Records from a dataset
-=-=-

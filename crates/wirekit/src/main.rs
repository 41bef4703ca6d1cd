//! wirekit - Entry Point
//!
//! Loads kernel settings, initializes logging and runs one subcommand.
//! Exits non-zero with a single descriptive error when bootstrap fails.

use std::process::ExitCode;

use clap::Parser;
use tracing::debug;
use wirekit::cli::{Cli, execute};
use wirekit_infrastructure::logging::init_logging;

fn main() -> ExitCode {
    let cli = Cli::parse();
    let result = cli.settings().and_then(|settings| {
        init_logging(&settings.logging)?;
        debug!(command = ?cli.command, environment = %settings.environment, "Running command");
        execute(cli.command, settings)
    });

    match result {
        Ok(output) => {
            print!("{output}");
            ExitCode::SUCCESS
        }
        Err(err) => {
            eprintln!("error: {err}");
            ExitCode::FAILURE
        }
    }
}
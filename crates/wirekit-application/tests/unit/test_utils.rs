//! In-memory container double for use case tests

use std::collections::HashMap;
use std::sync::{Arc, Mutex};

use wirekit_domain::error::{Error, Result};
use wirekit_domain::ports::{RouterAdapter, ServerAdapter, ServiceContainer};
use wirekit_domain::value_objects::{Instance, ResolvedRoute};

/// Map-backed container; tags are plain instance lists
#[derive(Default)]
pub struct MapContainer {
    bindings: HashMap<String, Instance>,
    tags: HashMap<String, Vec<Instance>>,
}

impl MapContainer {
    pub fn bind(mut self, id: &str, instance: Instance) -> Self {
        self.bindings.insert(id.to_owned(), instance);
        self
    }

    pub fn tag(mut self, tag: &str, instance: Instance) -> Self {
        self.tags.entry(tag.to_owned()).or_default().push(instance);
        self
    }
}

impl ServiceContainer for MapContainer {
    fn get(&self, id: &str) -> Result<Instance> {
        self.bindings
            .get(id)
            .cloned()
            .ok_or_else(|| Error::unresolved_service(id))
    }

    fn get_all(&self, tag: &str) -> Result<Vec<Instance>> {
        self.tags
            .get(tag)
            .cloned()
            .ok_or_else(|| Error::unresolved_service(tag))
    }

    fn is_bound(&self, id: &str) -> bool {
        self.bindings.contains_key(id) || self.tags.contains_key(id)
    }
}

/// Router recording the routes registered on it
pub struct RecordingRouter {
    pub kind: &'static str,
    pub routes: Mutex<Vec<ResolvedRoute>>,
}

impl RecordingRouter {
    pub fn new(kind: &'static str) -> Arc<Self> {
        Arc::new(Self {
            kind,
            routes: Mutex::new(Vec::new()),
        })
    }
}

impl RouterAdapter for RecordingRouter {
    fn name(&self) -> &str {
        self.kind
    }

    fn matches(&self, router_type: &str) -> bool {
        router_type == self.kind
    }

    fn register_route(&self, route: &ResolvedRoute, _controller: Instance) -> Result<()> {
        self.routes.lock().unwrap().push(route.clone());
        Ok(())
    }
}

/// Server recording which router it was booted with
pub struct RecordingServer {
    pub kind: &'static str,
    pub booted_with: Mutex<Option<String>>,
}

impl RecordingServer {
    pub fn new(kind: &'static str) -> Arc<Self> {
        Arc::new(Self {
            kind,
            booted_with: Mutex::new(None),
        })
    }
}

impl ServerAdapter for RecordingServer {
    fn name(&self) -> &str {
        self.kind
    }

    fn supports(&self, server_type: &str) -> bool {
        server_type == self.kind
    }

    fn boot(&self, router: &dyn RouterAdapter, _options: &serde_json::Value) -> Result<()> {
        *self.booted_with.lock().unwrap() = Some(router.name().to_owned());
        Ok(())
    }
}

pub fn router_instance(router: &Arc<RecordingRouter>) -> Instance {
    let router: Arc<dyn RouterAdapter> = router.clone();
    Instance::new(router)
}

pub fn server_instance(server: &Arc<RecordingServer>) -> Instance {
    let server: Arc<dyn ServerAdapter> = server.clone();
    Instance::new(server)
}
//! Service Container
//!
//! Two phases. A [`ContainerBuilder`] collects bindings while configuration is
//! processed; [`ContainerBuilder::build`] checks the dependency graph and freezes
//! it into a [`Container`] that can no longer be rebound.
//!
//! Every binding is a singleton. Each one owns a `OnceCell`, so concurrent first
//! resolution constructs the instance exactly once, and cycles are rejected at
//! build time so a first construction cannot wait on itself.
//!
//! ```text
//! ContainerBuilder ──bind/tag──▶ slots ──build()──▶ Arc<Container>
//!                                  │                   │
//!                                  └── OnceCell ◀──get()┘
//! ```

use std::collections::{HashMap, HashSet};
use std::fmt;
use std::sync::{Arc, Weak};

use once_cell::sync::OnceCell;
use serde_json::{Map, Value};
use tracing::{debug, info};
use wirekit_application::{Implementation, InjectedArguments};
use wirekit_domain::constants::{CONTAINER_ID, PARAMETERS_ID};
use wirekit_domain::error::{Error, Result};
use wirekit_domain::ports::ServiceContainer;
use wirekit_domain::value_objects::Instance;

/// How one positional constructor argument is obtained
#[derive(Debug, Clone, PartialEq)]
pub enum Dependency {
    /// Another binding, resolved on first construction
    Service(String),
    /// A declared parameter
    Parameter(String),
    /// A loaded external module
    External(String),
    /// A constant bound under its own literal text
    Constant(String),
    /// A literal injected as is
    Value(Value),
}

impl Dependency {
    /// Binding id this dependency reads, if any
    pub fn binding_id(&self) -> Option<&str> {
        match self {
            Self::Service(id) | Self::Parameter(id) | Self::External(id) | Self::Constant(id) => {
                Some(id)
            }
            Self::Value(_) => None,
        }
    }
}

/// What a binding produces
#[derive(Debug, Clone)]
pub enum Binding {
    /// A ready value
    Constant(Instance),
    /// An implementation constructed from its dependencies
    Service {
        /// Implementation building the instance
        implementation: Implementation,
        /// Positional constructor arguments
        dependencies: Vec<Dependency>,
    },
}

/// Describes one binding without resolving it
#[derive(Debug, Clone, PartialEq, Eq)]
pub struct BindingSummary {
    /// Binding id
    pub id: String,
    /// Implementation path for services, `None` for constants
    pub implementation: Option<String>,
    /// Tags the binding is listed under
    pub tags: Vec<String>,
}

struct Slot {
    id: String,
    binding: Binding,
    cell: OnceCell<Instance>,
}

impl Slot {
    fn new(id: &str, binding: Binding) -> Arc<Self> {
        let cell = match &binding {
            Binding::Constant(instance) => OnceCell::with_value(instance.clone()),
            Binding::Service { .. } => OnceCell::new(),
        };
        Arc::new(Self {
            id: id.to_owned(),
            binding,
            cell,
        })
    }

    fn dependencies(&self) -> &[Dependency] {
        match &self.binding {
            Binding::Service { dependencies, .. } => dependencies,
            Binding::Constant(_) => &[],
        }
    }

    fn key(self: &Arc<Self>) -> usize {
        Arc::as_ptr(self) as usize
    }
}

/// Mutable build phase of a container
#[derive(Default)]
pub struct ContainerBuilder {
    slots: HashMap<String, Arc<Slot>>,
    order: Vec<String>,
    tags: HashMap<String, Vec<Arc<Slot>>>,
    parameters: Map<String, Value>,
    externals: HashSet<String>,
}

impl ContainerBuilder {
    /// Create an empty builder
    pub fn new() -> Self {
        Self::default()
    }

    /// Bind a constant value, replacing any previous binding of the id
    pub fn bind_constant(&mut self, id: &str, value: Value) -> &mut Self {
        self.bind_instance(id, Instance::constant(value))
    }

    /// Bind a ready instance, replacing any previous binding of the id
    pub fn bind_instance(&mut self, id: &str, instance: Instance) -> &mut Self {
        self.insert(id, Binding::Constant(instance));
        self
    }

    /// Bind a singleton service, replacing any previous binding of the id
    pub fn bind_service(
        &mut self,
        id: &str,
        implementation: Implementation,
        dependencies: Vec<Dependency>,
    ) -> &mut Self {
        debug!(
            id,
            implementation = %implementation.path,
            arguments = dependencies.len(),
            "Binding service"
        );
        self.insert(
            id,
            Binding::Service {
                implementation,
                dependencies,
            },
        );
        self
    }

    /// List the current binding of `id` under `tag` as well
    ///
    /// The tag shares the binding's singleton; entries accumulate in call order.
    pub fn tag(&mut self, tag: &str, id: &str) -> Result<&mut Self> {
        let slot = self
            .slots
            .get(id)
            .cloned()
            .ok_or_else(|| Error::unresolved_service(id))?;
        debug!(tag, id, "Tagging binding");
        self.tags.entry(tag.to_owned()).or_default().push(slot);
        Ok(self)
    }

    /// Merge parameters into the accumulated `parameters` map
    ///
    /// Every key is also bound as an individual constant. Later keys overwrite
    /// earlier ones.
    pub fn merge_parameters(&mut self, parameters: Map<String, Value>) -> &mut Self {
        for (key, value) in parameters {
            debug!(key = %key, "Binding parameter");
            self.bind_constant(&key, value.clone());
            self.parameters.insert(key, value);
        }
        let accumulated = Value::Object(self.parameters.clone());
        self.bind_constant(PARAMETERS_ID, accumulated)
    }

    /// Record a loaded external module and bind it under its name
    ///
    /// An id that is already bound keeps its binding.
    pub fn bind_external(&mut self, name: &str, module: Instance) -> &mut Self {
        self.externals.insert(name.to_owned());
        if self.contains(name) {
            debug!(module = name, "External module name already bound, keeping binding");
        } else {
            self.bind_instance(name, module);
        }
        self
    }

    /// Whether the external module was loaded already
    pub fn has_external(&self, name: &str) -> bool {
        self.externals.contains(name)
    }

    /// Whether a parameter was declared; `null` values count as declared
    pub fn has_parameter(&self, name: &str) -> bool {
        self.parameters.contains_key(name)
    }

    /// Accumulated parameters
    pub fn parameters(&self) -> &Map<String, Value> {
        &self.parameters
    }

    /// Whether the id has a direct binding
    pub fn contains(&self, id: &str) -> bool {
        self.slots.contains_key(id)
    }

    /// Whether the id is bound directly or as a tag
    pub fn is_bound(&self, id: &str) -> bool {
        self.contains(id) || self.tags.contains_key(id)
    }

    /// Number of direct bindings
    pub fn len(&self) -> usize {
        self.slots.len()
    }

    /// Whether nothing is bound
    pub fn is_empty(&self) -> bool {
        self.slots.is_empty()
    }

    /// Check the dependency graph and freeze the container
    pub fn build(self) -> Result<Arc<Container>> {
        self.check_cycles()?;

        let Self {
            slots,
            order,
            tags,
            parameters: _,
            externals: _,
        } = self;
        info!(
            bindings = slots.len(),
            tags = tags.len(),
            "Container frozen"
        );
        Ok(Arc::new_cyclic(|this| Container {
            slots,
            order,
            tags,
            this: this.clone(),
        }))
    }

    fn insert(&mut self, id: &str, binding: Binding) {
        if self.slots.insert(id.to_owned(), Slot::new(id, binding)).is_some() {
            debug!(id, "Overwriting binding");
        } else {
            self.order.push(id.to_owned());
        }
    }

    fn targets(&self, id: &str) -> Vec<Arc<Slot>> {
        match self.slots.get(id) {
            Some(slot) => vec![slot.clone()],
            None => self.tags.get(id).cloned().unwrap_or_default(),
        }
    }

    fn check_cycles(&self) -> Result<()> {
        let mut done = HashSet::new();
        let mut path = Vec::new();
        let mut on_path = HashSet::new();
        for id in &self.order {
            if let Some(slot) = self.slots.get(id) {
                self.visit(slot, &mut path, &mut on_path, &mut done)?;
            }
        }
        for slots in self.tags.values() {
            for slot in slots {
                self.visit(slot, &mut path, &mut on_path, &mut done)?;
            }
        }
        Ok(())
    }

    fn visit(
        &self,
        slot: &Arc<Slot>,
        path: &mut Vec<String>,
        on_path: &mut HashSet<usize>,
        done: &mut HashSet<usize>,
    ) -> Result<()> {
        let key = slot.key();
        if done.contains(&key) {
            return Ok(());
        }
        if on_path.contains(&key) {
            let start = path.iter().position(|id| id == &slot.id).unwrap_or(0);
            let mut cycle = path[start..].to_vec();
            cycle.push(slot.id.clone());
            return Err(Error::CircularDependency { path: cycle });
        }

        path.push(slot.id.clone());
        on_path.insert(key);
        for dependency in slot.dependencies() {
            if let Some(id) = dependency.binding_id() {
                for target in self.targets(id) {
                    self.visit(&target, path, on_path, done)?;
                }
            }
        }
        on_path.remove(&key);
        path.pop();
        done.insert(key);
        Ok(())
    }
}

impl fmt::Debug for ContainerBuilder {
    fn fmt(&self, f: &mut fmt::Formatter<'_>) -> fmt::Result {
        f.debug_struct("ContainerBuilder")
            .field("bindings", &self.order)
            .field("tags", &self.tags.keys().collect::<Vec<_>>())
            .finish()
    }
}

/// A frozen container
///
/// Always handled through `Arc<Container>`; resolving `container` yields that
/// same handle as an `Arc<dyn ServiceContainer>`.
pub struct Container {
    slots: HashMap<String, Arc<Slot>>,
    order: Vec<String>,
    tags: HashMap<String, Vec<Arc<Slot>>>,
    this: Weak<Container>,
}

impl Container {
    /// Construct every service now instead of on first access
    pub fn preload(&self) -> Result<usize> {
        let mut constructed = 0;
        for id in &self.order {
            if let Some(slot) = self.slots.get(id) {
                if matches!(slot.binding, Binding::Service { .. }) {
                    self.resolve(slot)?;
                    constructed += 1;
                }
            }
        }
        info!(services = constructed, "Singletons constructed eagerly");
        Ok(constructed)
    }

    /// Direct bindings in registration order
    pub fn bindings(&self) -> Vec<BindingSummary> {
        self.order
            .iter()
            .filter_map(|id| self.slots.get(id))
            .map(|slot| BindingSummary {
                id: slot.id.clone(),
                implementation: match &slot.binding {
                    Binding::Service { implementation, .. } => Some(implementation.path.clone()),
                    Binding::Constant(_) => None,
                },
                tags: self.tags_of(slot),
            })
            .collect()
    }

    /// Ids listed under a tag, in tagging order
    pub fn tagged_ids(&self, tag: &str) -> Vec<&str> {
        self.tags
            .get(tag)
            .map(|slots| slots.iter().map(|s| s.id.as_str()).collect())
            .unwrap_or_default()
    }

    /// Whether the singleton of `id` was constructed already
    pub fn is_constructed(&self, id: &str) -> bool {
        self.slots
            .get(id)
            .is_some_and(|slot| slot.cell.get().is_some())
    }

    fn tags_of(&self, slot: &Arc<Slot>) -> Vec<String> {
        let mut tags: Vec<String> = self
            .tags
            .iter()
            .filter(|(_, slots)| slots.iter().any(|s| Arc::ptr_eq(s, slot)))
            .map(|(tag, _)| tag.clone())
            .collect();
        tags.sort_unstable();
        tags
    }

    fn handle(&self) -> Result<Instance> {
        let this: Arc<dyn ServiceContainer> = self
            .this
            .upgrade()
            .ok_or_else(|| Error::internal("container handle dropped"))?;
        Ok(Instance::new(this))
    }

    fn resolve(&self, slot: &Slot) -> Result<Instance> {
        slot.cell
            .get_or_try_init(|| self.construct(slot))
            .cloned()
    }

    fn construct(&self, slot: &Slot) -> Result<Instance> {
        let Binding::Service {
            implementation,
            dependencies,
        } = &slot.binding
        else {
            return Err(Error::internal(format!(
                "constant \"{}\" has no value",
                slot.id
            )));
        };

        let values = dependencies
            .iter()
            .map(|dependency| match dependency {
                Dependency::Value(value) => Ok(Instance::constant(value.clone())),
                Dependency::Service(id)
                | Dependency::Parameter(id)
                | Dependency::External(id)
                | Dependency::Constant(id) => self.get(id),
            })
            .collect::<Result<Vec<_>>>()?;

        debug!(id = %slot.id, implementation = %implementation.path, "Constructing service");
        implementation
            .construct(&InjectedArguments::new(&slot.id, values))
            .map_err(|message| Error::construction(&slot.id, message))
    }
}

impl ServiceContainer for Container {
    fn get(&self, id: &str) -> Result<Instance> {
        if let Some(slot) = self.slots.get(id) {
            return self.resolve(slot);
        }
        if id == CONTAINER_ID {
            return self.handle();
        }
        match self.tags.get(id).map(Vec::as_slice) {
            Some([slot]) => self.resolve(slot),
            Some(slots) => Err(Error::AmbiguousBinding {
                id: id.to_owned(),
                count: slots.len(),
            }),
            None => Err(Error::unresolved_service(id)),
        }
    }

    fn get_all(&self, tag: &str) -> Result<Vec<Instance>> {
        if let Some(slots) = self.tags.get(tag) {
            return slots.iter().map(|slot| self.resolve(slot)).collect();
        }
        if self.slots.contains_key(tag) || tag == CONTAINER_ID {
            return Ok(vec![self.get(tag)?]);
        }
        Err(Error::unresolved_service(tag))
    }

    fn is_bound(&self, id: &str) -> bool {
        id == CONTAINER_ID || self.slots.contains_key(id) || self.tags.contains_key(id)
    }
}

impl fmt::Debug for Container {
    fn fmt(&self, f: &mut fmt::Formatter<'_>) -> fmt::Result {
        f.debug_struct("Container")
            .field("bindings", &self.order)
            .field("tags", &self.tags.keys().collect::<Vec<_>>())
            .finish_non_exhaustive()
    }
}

-=-=-

### Directions
From the entries above, pull out each line that includes "MapContainer".

### Exercise solution
pub struct MapContainer {
impl MapContainer {
impl ServiceContainer for MapContainer {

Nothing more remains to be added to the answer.